(Exercise instructions):
Every line in the records below with the string "database" is to be copied out.

(Raw data):

----------

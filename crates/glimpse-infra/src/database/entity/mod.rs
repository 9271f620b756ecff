//! SeaORM entities. These are the declared table shapes that the schema
//! drift check compares against the live database.

pub mod lead;
pub mod post;
pub mod user;
//! Domain entities - the core business objects.

mod lead;
mod post;
mod user;

pub use lead::{Lead, LeadFilter, LEAD_TEXT_MAX};
pub use post::{NewPost, Post, PostChanges};
pub use user::{NewUser, User, UserChanges};

use crate::error::DomainError;

/// Checks that `value` holds between `min` and `max` characters.
pub(crate) fn check_len(
    field: &str,
    value: &str,
    min: usize,
    max: usize,
) -> Result<(), DomainError> {
    let len = value.chars().count();
    if len < min {
        return Err(DomainError::Validation(format!(
            "{field} must be at least {min} characters"
        )));
    }
    if len > max {
        return Err(DomainError::Validation(format!(
            "{field} must be at most {max} characters"
        )));
    }
    Ok(())
}

fn check_email(email: &str) -> Result<(), DomainError> {
    check_len("email", email, 1, 100)?;
    if !email.contains('@') {
        return Err(DomainError::Validation("Invalid email address".to_string()));
    }
    Ok(())
}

----------

(Answer to this task):
filename crates/glimpse-infra/src/database/entity/mod.rs
//! drift check compares against the live database.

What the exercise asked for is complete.